> **ASSIGNED TASK**:
From the data, copy out every line in which the word "Returns" appears.

> **INFORMATION GIVEN**:
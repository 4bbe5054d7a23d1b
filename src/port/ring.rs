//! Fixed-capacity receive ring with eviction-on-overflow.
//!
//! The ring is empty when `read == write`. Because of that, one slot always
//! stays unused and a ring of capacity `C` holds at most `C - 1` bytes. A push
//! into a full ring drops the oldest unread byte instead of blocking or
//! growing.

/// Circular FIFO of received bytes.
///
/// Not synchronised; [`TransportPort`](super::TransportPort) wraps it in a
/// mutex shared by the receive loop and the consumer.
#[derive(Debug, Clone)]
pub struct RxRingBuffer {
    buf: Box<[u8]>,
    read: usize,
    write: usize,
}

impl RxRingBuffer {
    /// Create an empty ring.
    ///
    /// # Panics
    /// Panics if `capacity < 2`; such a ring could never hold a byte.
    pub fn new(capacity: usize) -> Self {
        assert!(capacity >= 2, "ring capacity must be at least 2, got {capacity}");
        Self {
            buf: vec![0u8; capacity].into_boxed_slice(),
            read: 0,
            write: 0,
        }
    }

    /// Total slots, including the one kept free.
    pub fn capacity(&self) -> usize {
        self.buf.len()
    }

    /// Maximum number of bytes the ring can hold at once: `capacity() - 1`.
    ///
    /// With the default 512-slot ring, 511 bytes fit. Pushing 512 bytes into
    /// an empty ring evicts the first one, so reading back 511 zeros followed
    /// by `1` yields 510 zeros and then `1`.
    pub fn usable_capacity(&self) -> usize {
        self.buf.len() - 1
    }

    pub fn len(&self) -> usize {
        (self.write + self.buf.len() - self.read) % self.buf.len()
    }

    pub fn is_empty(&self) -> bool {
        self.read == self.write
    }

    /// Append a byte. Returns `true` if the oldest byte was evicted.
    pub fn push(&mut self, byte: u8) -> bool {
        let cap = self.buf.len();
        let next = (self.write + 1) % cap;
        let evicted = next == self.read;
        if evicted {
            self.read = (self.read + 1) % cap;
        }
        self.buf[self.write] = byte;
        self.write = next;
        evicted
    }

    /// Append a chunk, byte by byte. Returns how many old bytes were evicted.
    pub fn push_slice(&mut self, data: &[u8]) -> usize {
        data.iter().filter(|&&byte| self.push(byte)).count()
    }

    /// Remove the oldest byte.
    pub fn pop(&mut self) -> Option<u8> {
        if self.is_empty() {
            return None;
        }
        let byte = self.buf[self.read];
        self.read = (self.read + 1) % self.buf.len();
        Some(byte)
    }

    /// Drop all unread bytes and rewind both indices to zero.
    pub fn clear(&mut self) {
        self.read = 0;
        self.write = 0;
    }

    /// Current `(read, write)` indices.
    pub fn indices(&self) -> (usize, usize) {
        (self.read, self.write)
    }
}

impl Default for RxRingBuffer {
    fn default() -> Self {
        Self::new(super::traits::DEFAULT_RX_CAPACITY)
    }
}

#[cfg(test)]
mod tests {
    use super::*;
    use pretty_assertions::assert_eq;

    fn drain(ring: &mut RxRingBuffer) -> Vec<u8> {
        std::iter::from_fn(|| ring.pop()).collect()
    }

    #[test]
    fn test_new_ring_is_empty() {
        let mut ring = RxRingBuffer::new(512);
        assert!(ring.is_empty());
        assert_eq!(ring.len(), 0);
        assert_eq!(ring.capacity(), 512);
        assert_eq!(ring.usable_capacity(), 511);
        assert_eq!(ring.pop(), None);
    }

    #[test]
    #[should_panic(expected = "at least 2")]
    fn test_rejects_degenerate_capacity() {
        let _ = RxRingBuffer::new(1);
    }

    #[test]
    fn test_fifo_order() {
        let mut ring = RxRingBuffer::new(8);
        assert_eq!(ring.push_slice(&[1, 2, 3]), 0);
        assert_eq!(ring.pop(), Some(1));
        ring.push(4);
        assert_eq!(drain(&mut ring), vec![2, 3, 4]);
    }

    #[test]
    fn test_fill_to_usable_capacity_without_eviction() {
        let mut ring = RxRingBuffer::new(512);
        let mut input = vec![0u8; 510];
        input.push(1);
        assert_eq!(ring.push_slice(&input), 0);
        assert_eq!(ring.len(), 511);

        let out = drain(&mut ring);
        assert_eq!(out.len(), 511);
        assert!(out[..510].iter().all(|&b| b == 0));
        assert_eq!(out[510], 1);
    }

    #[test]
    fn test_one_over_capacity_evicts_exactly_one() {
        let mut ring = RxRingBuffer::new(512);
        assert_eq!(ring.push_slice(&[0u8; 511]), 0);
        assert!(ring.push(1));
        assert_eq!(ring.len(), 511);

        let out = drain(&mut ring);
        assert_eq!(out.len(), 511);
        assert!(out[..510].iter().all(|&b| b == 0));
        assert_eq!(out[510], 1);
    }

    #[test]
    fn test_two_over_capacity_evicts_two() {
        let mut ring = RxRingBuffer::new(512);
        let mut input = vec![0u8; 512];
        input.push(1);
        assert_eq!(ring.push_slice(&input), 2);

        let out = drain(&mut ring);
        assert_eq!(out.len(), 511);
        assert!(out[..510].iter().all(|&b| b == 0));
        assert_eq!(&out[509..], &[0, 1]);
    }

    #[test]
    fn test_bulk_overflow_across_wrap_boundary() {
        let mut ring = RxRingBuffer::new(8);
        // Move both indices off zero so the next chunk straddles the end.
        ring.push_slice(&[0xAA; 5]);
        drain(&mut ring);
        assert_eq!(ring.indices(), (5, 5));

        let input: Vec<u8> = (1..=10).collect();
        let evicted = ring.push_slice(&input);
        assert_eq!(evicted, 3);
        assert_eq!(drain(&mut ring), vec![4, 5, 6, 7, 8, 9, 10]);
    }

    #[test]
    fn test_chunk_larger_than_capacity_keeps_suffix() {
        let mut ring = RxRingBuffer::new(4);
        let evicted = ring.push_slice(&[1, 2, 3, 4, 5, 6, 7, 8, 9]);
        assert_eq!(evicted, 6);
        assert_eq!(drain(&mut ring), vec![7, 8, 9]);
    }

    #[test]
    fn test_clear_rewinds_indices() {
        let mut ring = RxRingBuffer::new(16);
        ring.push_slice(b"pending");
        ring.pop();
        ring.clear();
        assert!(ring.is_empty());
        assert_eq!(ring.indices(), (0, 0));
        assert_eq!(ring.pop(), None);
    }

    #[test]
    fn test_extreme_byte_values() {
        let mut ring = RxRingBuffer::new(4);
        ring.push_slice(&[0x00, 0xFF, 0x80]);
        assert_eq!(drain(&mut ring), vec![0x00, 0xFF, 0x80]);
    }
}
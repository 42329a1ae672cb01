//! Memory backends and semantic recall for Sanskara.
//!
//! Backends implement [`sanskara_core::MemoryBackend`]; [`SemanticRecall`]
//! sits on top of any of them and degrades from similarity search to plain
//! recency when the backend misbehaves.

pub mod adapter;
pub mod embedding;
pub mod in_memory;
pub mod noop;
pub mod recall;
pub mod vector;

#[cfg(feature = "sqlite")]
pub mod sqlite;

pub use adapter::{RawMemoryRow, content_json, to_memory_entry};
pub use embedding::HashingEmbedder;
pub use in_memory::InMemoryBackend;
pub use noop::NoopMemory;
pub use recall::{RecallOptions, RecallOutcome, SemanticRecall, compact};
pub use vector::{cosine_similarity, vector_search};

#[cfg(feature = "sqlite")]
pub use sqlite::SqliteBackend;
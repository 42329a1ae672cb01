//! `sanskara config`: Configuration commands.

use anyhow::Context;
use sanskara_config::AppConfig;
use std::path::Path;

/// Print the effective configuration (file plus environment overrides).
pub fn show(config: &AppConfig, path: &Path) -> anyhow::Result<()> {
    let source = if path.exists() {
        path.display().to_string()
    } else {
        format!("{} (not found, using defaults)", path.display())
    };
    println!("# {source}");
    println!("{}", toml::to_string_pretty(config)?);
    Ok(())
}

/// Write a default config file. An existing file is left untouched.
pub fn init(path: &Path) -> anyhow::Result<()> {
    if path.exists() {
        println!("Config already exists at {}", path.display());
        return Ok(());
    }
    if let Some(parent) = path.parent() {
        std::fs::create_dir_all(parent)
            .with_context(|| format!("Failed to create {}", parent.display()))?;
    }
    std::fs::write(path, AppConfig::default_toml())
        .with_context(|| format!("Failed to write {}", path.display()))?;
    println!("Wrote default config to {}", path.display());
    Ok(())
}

> **SOLUTION FOR THIS TASK**:
    /// Append a byte. Returns `true` if the oldest byte was evicted.
    /// Append a chunk, byte by byte. Returns how many old bytes were evicted.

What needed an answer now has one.